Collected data
//! EKSConfigTemplate Custom Resource Definition.
//!
//! An EKSConfigTemplate describes how worker nodes of an EKS cluster are
//! bootstrapped. MachineDeployments and MachinePools reference the template by
//! name and stamp out one EKSConfig per machine from `spec.template`, so the
//! template body is treated as immutable once created.

use std::collections::BTreeMap;

use kube::CustomResource;
use schemars::JsonSchema;
use serde::{Deserialize, Serialize};

/// API group of the bootstrap provider.
pub const BOOTSTRAP_GROUP: &str = "bootstrap.cluster.x-k8s.io";

/// API version served by this webhook.
pub const BOOTSTRAP_VERSION: &str = "v1beta1";

/// EKSConfigTemplate is the Schema for the eksconfigtemplates API.
///
/// Example:
/// ```yaml
/// apiVersion: bootstrap.cluster.x-k8s.io/v1beta1
/// kind: EKSConfigTemplate
/// metadata:
///   name: workers
/// spec:
///   template:
///     metadata:
///       labels:
///         pool: general
///     spec:
///       kubeletExtraArgs:
///         node-labels: pool=general
///       files:
///         - path: /etc/motd
///           content: managed by cluster-api
/// ```
#[derive(CustomResource, Clone, Debug, Default, PartialEq, Deserialize, Serialize, JsonSchema)]
#[kube(
    group = "bootstrap.cluster.x-k8s.io",
    version = "v1beta1",
    kind = "EKSConfigTemplate",
    plural = "eksconfigtemplates",
    shortname = "eksct",
    namespaced,
    derive = "PartialEq",
    printcolumn = r#"{"name":"Age", "type":"date", "jsonPath":".metadata.creationTimestamp"}"#
)]
#[serde(rename_all = "camelCase")]
pub struct EksConfigTemplateSpec {
    /// The bootstrap configuration stamped out for every machine that
    /// references this template.
    pub template: EksConfigTemplateResource,
}

/// Rust-cased name for the generated `EKSConfigTemplate` resource.
pub type EksConfigTemplate = EKSConfigTemplate;

/// Fields of the upstream API that this crate does not model. They are kept
/// so that they survive re-serialization and take part in template equality.
pub type UnmodeledFields = BTreeMap<String, serde_json::Value>;

/// Template body: metadata applied to generated EKSConfigs plus their spec.
#[derive(Clone, Debug, Default, PartialEq, Deserialize, Serialize, JsonSchema)]
#[serde(rename_all = "camelCase")]
pub struct EksConfigTemplateResource {
    /// Labels and annotations copied onto each generated EKSConfig.
    #[serde(default, skip_serializing_if = "TemplateMetadata::is_empty")]
    pub metadata: TemplateMetadata,

    /// Bootstrap configuration for the node.
    #[serde(default)]
    pub spec: EksConfigSpec,

    #[serde(flatten)]
    #[schemars(skip)]
    pub unmodeled: UnmodeledFields,
}

/// The subset of object metadata that a template may carry.
#[derive(Clone, Debug, Default, PartialEq, Deserialize, Serialize, JsonSchema)]
#[serde(rename_all = "camelCase")]
pub struct TemplateMetadata {
    #[serde(default, skip_serializing_if = "BTreeMap::is_empty")]
    pub labels: BTreeMap<String, String>,

    #[serde(default, skip_serializing_if = "BTreeMap::is_empty")]
    pub annotations: BTreeMap<String, String>,

    #[serde(flatten)]
    #[schemars(skip)]
    pub unmodeled: UnmodeledFields,
}

impl TemplateMetadata {
    pub fn is_empty(&self) -> bool {
        self.labels.is_empty() && self.annotations.is_empty() && self.unmodeled.is_empty()
    }
}

/// EKSConfigSpec defines the bootstrap configuration of an EKS worker node.
#[derive(Clone, Debug, Default, PartialEq, Deserialize, Serialize, JsonSchema)]
#[serde(rename_all = "camelCase")]
pub struct EksConfigSpec {
    /// Extra arguments passed to the kubelet by the bootstrap script.
    #[serde(default, skip_serializing_if = "BTreeMap::is_empty")]
    pub kubelet_extra_args: BTreeMap<String, String>,

    /// Container runtime to use (e.g. containerd).
    #[serde(skip_serializing_if = "Option::is_none")]
    pub container_runtime: Option<String>,

    /// Overrides the IP address used for cluster DNS.
    #[serde(rename = "dnsClusterIP", skip_serializing_if = "Option::is_none")]
    pub dns_cluster_ip: Option<String>,

    /// Docker daemon configuration written as a JSON document.
    #[serde(skip_serializing_if = "Option::is_none")]
    pub docker_config_json: Option<String>,

    /// Number of retry attempts for AWS API calls made during bootstrap.
    #[serde(skip_serializing_if = "Option::is_none")]
    pub api_retry_attempts: Option<i32>,

    /// Pause container image to use instead of the regional default.
    #[serde(skip_serializing_if = "Option::is_none")]
    pub pause_container: Option<PauseContainer>,

    /// Set max pods based on the instance type's ENI limits.
    #[serde(skip_serializing_if = "Option::is_none")]
    pub use_max_pods: Option<bool>,

    /// IPv6 CIDR block for Kubernetes services.
    #[serde(rename = "serviceIPV6Cidr", skip_serializing_if = "Option::is_none")]
    pub service_ipv6_cidr: Option<String>,

    /// Commands to run before the bootstrap script.
    #[serde(default, skip_serializing_if = "Vec::is_empty")]
    pub pre_bootstrap_commands: Vec<String>,

    /// Commands to run after the bootstrap script.
    #[serde(default, skip_serializing_if = "Vec::is_empty")]
    pub post_bootstrap_commands: Vec<String>,

    /// Extra files written to disk on first boot.
    #[serde(default, skip_serializing_if = "Vec::is_empty")]
    pub files: Vec<File>,

    /// NTP configuration.
    #[serde(skip_serializing_if = "Option::is_none")]
    pub ntp: Option<NtpSpec>,

    /// Users to add to the node.
    #[serde(default, skip_serializing_if = "Vec::is_empty")]
    pub users: Vec<User>,

    #[serde(flatten)]
    #[schemars(skip)]
    pub unmodeled: UnmodeledFields,
}

/// Pause container image override.
#[derive(Clone, Debug, Default, PartialEq, Deserialize, Serialize, JsonSchema)]
#[serde(rename_all = "camelCase")]
pub struct PauseContainer {
    /// AWS account number of the ECR registry hosting the image.
    pub account_number: String,

    /// Image tag.
    pub version: String,

    #[serde(flatten)]
    #[schemars(skip)]
    pub unmodeled: UnmodeledFields,
}

/// A file written to disk on first boot.
#[derive(Clone, Debug, Default, PartialEq, Deserialize, Serialize, JsonSchema)]
#[serde(rename_all = "camelCase")]
pub struct File {
    /// Absolute path of the file on the node.
    pub path: String,

    /// Ownership in `user:group` form (default: root:root).
    #[serde(skip_serializing_if = "Option::is_none")]
    pub owner: Option<String>,

    /// Octal file mode (default: 0644).
    #[serde(skip_serializing_if = "Option::is_none")]
    pub permissions: Option<String>,

    /// Encoding of `content`. Plain text when unset.
    #[serde(skip_serializing_if = "Option::is_none")]
    pub encoding: Option<Encoding>,

    /// Append to an existing file instead of overwriting it.
    #[serde(skip_serializing_if = "Option::is_none")]
    pub append: Option<bool>,

    /// Inline file content. Mutually exclusive with `contentFrom`.
    #[serde(skip_serializing_if = "Option::is_none")]
    pub content: Option<String>,

    /// Content sourced from a Secret. Mutually exclusive with `content`.
    #[serde(skip_serializing_if = "Option::is_none")]
    pub content_from: Option<FileSource>,

    #[serde(flatten)]
    #[schemars(skip)]
    pub unmodeled: UnmodeledFields,
}

/// Supported encodings for file content.
#[derive(Clone, Copy, Debug, PartialEq, Eq, Deserialize, Serialize, JsonSchema)]
pub enum Encoding {
    #[serde(rename = "base64")]
    Base64,
    #[serde(rename = "gzip")]
    Gzip,
    #[serde(rename = "gzip+base64")]
    GzipBase64,
}

/// Source for file content.
#[derive(Clone, Debug, Default, PartialEq, Deserialize, Serialize, JsonSchema)]
#[serde(rename_all = "camelCase")]
pub struct FileSource {
    pub secret: SecretFileSource,

    #[serde(flatten)]
    #[schemars(skip)]
    pub unmodeled: UnmodeledFields,
}

/// Reference to a key in a Secret in the template's namespace.
#[derive(Clone, Debug, Default, PartialEq, Deserialize, Serialize, JsonSchema)]
#[serde(rename_all = "camelCase")]
pub struct SecretFileSource {
    /// Name of the Secret.
    pub name: String,

    /// Key within the Secret holding the file content.
    pub key: String,

    #[serde(flatten)]
    #[schemars(skip)]
    pub unmodeled: UnmodeledFields,
}

/// NTP configuration.
#[derive(Clone, Debug, Default, PartialEq, Deserialize, Serialize, JsonSchema)]
#[serde(rename_all = "camelCase")]
pub struct NtpSpec {
    /// Whether NTP should be enabled. Defaults to true when servers are set.
    #[serde(skip_serializing_if = "Option::is_none")]
    pub enabled: Option<bool>,

    /// NTP servers to use.
    #[serde(default, skip_serializing_if = "Vec::is_empty")]
    pub servers: Vec<String>,

    #[serde(flatten)]
    #[schemars(skip)]
    pub unmodeled: UnmodeledFields,
}

/// A user account created on the node.
#[derive(Clone, Debug, Default, PartialEq, Deserialize, Serialize, JsonSchema)]
#[serde(rename_all = "camelCase")]
pub struct User {
    pub name: String,

    #[serde(skip_serializing_if = "Option::is_none")]
    pub gecos: Option<String>,

    #[serde(skip_serializing_if = "Option::is_none")]
    pub groups: Option<String>,

    #[serde(skip_serializing_if = "Option::is_none")]
    pub home_dir: Option<String>,

    #[serde(skip_serializing_if = "Option::is_none")]
    pub inactive: Option<bool>,

    #[serde(skip_serializing_if = "Option::is_none")]
    pub shell: Option<String>,

    #[serde(skip_serializing_if = "Option::is_none")]
    pub passwd: Option<String>,

    #[serde(skip_serializing_if = "Option::is_none")]
    pub primary_group: Option<String>,

    /// Lock the password so the account only accepts key-based login
    /// (default: true).
    #[serde(skip_serializing_if = "Option::is_none")]
    pub lock_password: Option<bool>,

    /// Sudo rule for the user, e.g. `ALL=(ALL) NOPASSWD:ALL`.
    #[serde(skip_serializing_if = "Option::is_none")]
    pub sudo: Option<String>,

    #[serde(default, skip_serializing_if = "Vec::is_empty")]
    pub ssh_authorized_keys: Vec<String>,

    #[serde(flatten)]
    #[schemars(skip)]
    pub unmodeled: UnmodeledFields,
}
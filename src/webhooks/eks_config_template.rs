//! Admission capabilities of EKSConfigTemplate.
//!
//! Defaulting fills in file ownership and mode, NTP enablement and password
//! locking. Validation checks the payload structure on create and rejects any
//! change to `spec.template` on update. Deletes are always allowed here;
//! reference checks against MachineDeployments belong to another component.

use crate::crd::{EksConfigSpec, EksConfigTemplate};
use crate::webhooks::admission::{Defaulter, ValidationResult, Validator};
use crate::webhooks::policies::{ValidationContext, validate_all};

/// Default owner of files written to the node
pub const DEFAULT_FILE_OWNER: &str = "root:root";
/// Default mode of files written to the node
pub const DEFAULT_FILE_PERMISSIONS: &str = "0644";

impl Defaulter for EksConfigTemplate {
    fn set_defaults(&mut self) {
        default_spec(&mut self.spec.template.spec);
    }
}

fn default_spec(spec: &mut EksConfigSpec) {
    for file in &mut spec.files {
        file.owner
            .get_or_insert_with(|| DEFAULT_FILE_OWNER.to_string());
        file.permissions
            .get_or_insert_with(|| DEFAULT_FILE_PERMISSIONS.to_string());
    }

    if let Some(ntp) = &mut spec.ntp
        && ntp.enabled.is_none()
        && !ntp.servers.is_empty()
    {
        ntp.enabled = Some(true);
    }

    for user in &mut spec.users {
        user.lock_password.get_or_insert(true);
    }
}

impl Validator for EksConfigTemplate {
    fn validate_create(&self) -> ValidationResult {
        validate_all(&ValidationContext::create(self))
    }

    fn validate_update(&self, old: &Self) -> ValidationResult {
        validate_all(&ValidationContext::update(self, old))
    }

    fn validate_delete(&self) -> ValidationResult {
        Ok(())
    }
}
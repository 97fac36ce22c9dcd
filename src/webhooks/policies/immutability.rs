//! Immutability validation policy.
//!
//! Tier 2 (Update): Only enforced on UPDATE operations
//!
//! Validates:
//! - `spec.template` is deeply equal to the persisted template
//!
//! Object metadata (labels, annotations, owner references) may change freely.

use super::{ValidationContext, ValidationResult};
use crate::webhooks::admission::AdmissionError;

/// Reason attached to immutability denials
pub const REASON_FIELD_IMMUTABLE: &str = "FieldImmutable";

/// Validate immutability constraints on UPDATE operations
pub fn validate(ctx: &ValidationContext<'_>) -> ValidationResult {
    let old = match ctx.old_resource {
        Some(r) => r,
        None => return Ok(()), // Not an UPDATE
    };

    let new = ctx.resource;

    if new.spec.template != old.spec.template {
        return Err(AdmissionError::denied(
            REASON_FIELD_IMMUTABLE,
            "spec.template: Invalid value: template is immutable",
        ));
    }

    Ok(())
}
//! Webhook paths and registration objects for admission-controlled resources.
//!
//! Paths follow the controller-runtime convention so that existing
//! MutatingWebhookConfiguration / ValidatingWebhookConfiguration objects keep
//! working: `/mutate-<group with dots as dashes>-<version>-<lowercase kind>`.

use k8s_openapi::ByteString;
use k8s_openapi::api::admissionregistration::v1::{
    MutatingWebhook, MutatingWebhookConfiguration, RuleWithOperations, ServiceReference,
    ValidatingWebhook, ValidatingWebhookConfiguration, WebhookClientConfig,
};
use k8s_openapi::apimachinery::pkg::apis::meta::v1::ObjectMeta;
use kube::Resource;

/// Default time the API server waits for a decision
pub const DEFAULT_TIMEOUT_SECONDS: i32 = 10;

/// Admission review versions the server understands
const ADMISSION_REVIEW_VERSIONS: [&str; 2] = ["v1", "v1beta1"];

/// HTTP paths serving one resource type's admission webhooks
#[derive(Clone, Debug, PartialEq, Eq)]
pub struct WebhookPaths {
    pub mutate: String,
    pub validate: String,
}

/// Derive the mutate and validate paths for `K`.
pub fn webhook_paths<K: Resource<DynamicType = ()>>() -> WebhookPaths {
    let suffix = format!(
        "{}-{}-{}",
        K::group(&()).replace('.', "-"),
        K::version(&()),
        K::kind(&()).to_lowercase()
    );
    WebhookPaths {
        mutate: format!("/mutate-{suffix}"),
        validate: format!("/validate-{suffix}"),
    }
}

/// The in-cluster Service fronting the webhook server
#[derive(Clone, Debug)]
pub struct ServiceTarget {
    pub name: String,
    pub namespace: String,
    pub port: i32,
    /// PEM bundle used by the API server to verify the serving certificate.
    /// Left unset when a CA injector (e.g. cert-manager) fills it in.
    pub ca_bundle: Option<Vec<u8>>,
    pub timeout_seconds: i32,
}

impl ServiceTarget {
    fn client_config(&self, path: &str) -> WebhookClientConfig {
        WebhookClientConfig {
            ca_bundle: self.ca_bundle.clone().map(ByteString),
            service: Some(ServiceReference {
                name: self.name.clone(),
                namespace: self.namespace.clone(),
                path: Some(path.to_string()),
                port: Some(self.port),
            }),
            url: None,
        }
    }
}

fn rule<K: Resource<DynamicType = ()>>(operations: &[&str]) -> RuleWithOperations {
    RuleWithOperations {
        operations: Some(operations.iter().map(ToString::to_string).collect()),
        api_groups: Some(vec![K::group(&()).to_string()]),
        api_versions: Some(vec![K::version(&()).to_string()]),
        resources: Some(vec![K::plural(&()).to_string()]),
        scope: Some("Namespaced".to_string()),
    }
}

fn review_versions() -> Vec<String> {
    ADMISSION_REVIEW_VERSIONS
        .iter()
        .map(ToString::to_string)
        .collect()
}

/// `default.eksconfigtemplates.bootstrap.cluster.x-k8s.io`
fn webhook_name<K: Resource<DynamicType = ()>>(prefix: &str) -> String {
    format!("{}.{}.{}", prefix, K::plural(&()), K::group(&()))
}

/// Build the MutatingWebhookConfiguration registering `K`'s defaulting path.
pub fn mutating_webhook_configuration<K: Resource<DynamicType = ()>>(
    target: &ServiceTarget,
) -> MutatingWebhookConfiguration {
    let paths = webhook_paths::<K>();
    MutatingWebhookConfiguration {
        metadata: ObjectMeta {
            name: Some(format!("{}-defaulting", K::plural(&()))),
            ..Default::default()
        },
        webhooks: Some(vec![MutatingWebhook {
            name: webhook_name::<K>("default"),
            admission_review_versions: review_versions(),
            client_config: target.client_config(&paths.mutate),
            failure_policy: Some("Fail".to_string()),
            match_policy: Some("Equivalent".to_string()),
            side_effects: "None".to_string(),
            rules: Some(vec![rule::<K>(&["CREATE"])]),
            timeout_seconds: Some(target.timeout_seconds),
            ..Default::default()
        }]),
    }
}

/// Build the ValidatingWebhookConfiguration registering `K`'s validation path.
pub fn validating_webhook_configuration<K: Resource<DynamicType = ()>>(
    target: &ServiceTarget,
) -> ValidatingWebhookConfiguration {
    let paths = webhook_paths::<K>();
    ValidatingWebhookConfiguration {
        metadata: ObjectMeta {
            name: Some(format!("{}-validation", K::plural(&()))),
            ..Default::default()
        },
        webhooks: Some(vec![ValidatingWebhook {
            name: webhook_name::<K>("validation"),
            admission_review_versions: review_versions(),
            client_config: target.client_config(&paths.validate),
            failure_policy: Some("Fail".to_string()),
            match_policy: Some("Equivalent".to_string()),
            side_effects: "None".to_string(),
            rules: Some(vec![rule::<K>(&["CREATE", "UPDATE", "DELETE"])]),
            timeout_seconds: Some(target.timeout_seconds),
            ..Default::default()
        }]),
    }
}
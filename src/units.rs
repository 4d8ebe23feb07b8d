//! Storage unit conversion and number formatting helpers.

/// Bytes in one mebibyte. All `*_mb` values in this crate are in these units.
pub const BYTES_PER_MB: f64 = 1024.0 * 1024.0;

/// Megabytes in one gigabyte.
pub const MB_PER_GB: f64 = 1024.0;

/// Convert megabytes to gigabytes.
pub fn mb_to_gb(megabytes: f64) -> f64 {
    megabytes / MB_PER_GB
}

/// Percentage of `baseline` saved by `candidate`.
///
/// Positive when `candidate` is smaller. Returns `0.0` for a zero baseline so
/// that reports never print `NaN`.
pub fn savings_percent(baseline: f64, candidate: f64) -> f64 {
    if baseline == 0.0 {
        return 0.0;
    }
    (baseline - candidate) / baseline * 100.0
}

/// Format an integer with `,` thousands separators (`18000` → `"18,000"`).
pub fn format_count(value: u64) -> String {
    group_thousands(&value.to_string())
}

/// Format a float with a fixed number of decimals and `,` thousands
/// separators (`384857.4, 1` → `"384,857.4"`).
pub fn format_decimal(value: f64, decimals: usize) -> String {
    let formatted = format!("{:.*}", decimals, value.abs());
    let (integer, fraction) = match formatted.split_once('.') {
        Some((integer, fraction)) => (integer, Some(fraction)),
        None => (formatted.as_str(), None),
    };

    let mut result = String::with_capacity(formatted.len() + formatted.len() / 3 + 1);
    if value.is_sign_negative() && formatted.chars().any(|c| c.is_ascii_digit() && c != '0') {
        result.push('-');
    }
    result.push_str(&group_thousands(integer));
    if let Some(fraction) = fraction {
        result.push('.');
        result.push_str(fraction);
    }
    result
}

fn group_thousands(digits: &str) -> String {
    let mut grouped = String::with_capacity(digits.len() + digits.len() / 3);
    for (index, digit) in digits.chars().enumerate() {
        if index > 0 && (digits.len() - index) % 3 == 0 {
            grouped.push(',');
        }
        grouped.push(digit);
    }
    grouped
}
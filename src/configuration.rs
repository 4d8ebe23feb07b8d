//! Estimator configuration.
//!
//! [`EstimatorOptions`] is a builder carrying the cost-model constants and the
//! chunk sizes the comparison report evaluates. A default-constructed value
//! reproduces the stock model: 3 bytes per pixel, a 1.2× still-image overhead,
//! 10:1 chunk compression, and chunk sizes of 100 and 50 frames.
//!
//! # Example
//!
//! ```
//! use framebudget::EstimatorOptions;
//!
//! let options = EstimatorOptions::new()
//!     .with_bytes_per_pixel(4)
//!     .with_chunk_sizes(vec![200, 100, 25]);
//! options.validate()?;
//! # Ok::<(), framebudget::EstimateError>(())
//! ```

use std::fmt::{Debug, Formatter, Result as FmtResult};

use crate::error::EstimateError;
use crate::profile::ChunkingParameters;
use crate::units::BYTES_PER_MB;

/// Default bytes stored per pixel for an intermediate still frame (RGB).
pub const DEFAULT_BYTES_PER_PIXEL: u32 = 3;

/// Default size multiplier for the still-image container.
pub const DEFAULT_OVERHEAD_FACTOR: f64 = 1.2;

/// Default encoded-to-raw size ratio for a chunk video.
pub const DEFAULT_COMPRESSION_RATIO: f64 = 0.1;

/// Default chunk sizes compared against the naive strategy, in report order.
pub const DEFAULT_CHUNK_SIZES: [u64; 2] = [100, 50];

/// Cost-model settings shared by both estimators and the report.
#[derive(Clone, PartialEq)]
pub struct EstimatorOptions {
    pub(crate) bytes_per_pixel: u32,
    pub(crate) overhead_factor: f64,
    pub(crate) compression_ratio: f64,
    pub(crate) chunk_sizes: Vec<u64>,
}

impl Debug for EstimatorOptions {
    fn fmt(&self, f: &mut Formatter<'_>) -> FmtResult {
        f.debug_struct("EstimatorOptions")
            .field("bytes_per_pixel", &self.bytes_per_pixel)
            .field("overhead_factor", &self.overhead_factor)
            .field("compression_ratio", &self.compression_ratio)
            .field("chunk_sizes", &self.chunk_sizes)
            .finish()
    }
}

impl Default for EstimatorOptions {
    fn default() -> Self {
        Self::new()
    }
}

impl EstimatorOptions {
    /// Create options with the stock cost model.
    pub fn new() -> Self {
        Self {
            bytes_per_pixel: DEFAULT_BYTES_PER_PIXEL,
            overhead_factor: DEFAULT_OVERHEAD_FACTOR,
            compression_ratio: DEFAULT_COMPRESSION_RATIO,
            chunk_sizes: DEFAULT_CHUNK_SIZES.to_vec(),
        }
    }

    /// Set the bytes stored per pixel of a raw frame.
    #[must_use]
    pub fn with_bytes_per_pixel(mut self, bytes: u32) -> Self {
        self.bytes_per_pixel = bytes;
        self
    }

    /// Set the still-image container overhead multiplier.
    #[must_use]
    pub fn with_overhead_factor(mut self, factor: f64) -> Self {
        self.overhead_factor = factor;
        self
    }

    /// Set the size of an encoded chunk relative to its SBS frames.
    ///
    /// `0.1` means a 10:1 compression ratio.
    #[must_use]
    pub fn with_compression_ratio(mut self, ratio: f64) -> Self {
        self.compression_ratio = ratio;
        self
    }

    /// Replace the chunk sizes evaluated by the comparison report.
    #[must_use]
    pub fn with_chunk_sizes(mut self, sizes: Vec<u64>) -> Self {
        self.chunk_sizes = sizes;
        self
    }

    /// Bytes stored per pixel of a raw frame.
    pub fn bytes_per_pixel(&self) -> u32 {
        self.bytes_per_pixel
    }

    /// Still-image container overhead multiplier.
    pub fn overhead_factor(&self) -> f64 {
        self.overhead_factor
    }

    /// Encoded chunk size relative to its SBS frames.
    pub fn compression_ratio(&self) -> f64 {
        self.compression_ratio
    }

    /// Chunk sizes evaluated by the comparison report, in report order.
    pub fn chunk_sizes(&self) -> &[u64] {
        &self.chunk_sizes
    }

    /// Check every setting.
    ///
    /// # Errors
    ///
    /// Returns [`EstimateError::InvalidOption`] for a zero byte count, a
    /// non-positive overhead, or a compression ratio outside `(0, 1]`, and
    /// [`EstimateError::InvalidChunkSize`] for a zero chunk size.
    pub fn validate(&self) -> Result<(), EstimateError> {
        if self.bytes_per_pixel == 0 {
            return Err(EstimateError::InvalidOption {
                name: "bytes per pixel",
                value: self.bytes_per_pixel.to_string(),
            });
        }
        if !(self.overhead_factor.is_finite() && self.overhead_factor > 0.0) {
            return Err(EstimateError::InvalidOption {
                name: "overhead factor",
                value: self.overhead_factor.to_string(),
            });
        }
        if !(self.compression_ratio > 0.0 && self.compression_ratio <= 1.0) {
            return Err(EstimateError::InvalidOption {
                name: "compression ratio",
                value: self.compression_ratio.to_string(),
            });
        }
        self.chunking()?;
        Ok(())
    }

    /// The configured chunk sizes as validated [`ChunkingParameters`].
    ///
    /// # Errors
    ///
    /// Returns [`EstimateError::InvalidChunkSize`] for the first zero size.
    pub fn chunking(&self) -> Result<Vec<ChunkingParameters>, EstimateError> {
        self.chunk_sizes
            .iter()
            .map(|&size| ChunkingParameters::new(size))
            .collect()
    }

    /// Size in megabytes of one stored raw frame of `pixel_count` pixels.
    pub(crate) fn frame_size_mb(&self, pixel_count: u64) -> f64 {
        pixel_count as f64 * f64::from(self.bytes_per_pixel) * self.overhead_factor / BYTES_PER_MB
    }
}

→ EXERCISE BRIEF: Scan the data above. Return every line with "plural" in it.

→ THE ANSWER:
    plural = "eksconfigtemplates",
        resources: Some(vec![K::plural(&()).to_string()]),
    format!("{}.{}.{}", prefix, K::plural(&()), K::group(&()))
            name: Some(format!("{}-defaulting", K::plural(&()))),
            name: Some(format!("{}-validation", K::plural(&()))),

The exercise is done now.